◆ Task instructions: Search the material for the word "resolved" and copy each line that holds it.

◆ Records shown:

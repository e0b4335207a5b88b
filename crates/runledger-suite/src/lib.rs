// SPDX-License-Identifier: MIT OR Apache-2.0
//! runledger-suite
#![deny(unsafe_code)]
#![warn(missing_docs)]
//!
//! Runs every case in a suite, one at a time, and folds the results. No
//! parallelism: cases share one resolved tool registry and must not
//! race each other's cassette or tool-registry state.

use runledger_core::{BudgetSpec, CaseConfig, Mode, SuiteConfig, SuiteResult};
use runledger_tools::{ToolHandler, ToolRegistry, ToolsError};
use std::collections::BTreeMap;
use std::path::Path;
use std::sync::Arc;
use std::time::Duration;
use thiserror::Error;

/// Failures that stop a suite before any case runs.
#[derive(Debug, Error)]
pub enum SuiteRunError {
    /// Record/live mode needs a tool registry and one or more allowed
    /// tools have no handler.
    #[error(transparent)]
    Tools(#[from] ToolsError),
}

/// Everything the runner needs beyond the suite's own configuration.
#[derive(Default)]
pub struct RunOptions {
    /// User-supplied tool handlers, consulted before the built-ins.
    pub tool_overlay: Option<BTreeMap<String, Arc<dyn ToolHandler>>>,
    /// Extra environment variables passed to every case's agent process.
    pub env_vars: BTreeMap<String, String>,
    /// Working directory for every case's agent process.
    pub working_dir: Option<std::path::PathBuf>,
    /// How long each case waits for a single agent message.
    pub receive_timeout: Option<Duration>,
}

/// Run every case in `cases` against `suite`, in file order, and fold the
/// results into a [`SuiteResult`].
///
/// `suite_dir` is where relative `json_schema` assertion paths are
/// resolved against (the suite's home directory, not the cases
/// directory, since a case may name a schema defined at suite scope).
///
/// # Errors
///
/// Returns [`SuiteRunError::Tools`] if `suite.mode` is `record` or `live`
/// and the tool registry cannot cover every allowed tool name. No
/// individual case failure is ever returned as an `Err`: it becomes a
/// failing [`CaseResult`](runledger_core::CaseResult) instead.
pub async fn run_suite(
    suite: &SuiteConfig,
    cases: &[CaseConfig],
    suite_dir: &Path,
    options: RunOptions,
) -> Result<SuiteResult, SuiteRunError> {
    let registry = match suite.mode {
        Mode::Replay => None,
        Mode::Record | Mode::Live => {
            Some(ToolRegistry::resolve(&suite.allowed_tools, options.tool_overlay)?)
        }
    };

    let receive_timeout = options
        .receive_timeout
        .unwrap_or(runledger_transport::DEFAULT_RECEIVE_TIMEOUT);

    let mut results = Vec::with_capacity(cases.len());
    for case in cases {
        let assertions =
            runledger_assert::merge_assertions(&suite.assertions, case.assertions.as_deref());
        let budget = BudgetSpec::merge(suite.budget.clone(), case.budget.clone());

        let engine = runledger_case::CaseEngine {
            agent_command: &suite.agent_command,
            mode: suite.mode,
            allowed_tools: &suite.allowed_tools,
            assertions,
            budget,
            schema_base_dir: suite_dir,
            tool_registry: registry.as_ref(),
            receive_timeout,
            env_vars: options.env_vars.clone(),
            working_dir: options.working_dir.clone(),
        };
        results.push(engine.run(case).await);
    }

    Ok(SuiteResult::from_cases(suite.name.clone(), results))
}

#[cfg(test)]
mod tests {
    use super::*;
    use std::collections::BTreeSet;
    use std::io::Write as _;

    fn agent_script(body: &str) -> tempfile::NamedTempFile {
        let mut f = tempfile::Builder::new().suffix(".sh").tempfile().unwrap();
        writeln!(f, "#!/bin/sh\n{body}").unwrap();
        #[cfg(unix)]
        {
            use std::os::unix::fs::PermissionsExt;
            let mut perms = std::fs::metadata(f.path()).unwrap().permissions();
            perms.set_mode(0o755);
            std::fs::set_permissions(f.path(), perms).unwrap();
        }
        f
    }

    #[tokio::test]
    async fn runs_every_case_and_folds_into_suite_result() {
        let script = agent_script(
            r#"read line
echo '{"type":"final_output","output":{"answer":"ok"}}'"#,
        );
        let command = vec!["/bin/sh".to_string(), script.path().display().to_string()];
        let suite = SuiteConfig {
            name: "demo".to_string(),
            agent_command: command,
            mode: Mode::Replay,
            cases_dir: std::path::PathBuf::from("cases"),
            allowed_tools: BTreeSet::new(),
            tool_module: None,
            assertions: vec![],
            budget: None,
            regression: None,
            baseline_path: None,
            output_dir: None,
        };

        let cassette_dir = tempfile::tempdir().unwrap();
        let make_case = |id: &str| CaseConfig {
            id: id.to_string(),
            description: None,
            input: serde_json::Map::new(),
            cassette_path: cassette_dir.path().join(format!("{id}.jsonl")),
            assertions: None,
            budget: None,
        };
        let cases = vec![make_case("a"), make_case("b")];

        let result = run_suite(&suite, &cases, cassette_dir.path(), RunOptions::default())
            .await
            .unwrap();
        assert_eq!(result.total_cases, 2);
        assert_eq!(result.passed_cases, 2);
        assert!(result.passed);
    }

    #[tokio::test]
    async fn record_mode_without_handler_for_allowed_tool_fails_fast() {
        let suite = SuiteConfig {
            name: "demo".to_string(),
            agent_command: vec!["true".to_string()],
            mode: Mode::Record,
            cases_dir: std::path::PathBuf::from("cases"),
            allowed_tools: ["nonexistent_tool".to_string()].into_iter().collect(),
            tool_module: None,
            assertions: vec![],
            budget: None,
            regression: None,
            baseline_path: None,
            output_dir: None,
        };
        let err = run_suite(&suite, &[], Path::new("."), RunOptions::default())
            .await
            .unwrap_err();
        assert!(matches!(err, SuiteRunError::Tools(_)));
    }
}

◆ Output below:
//! parallelism: cases share one resolved tool registry and must not
/// resolved against (the suite's home directory, not the cases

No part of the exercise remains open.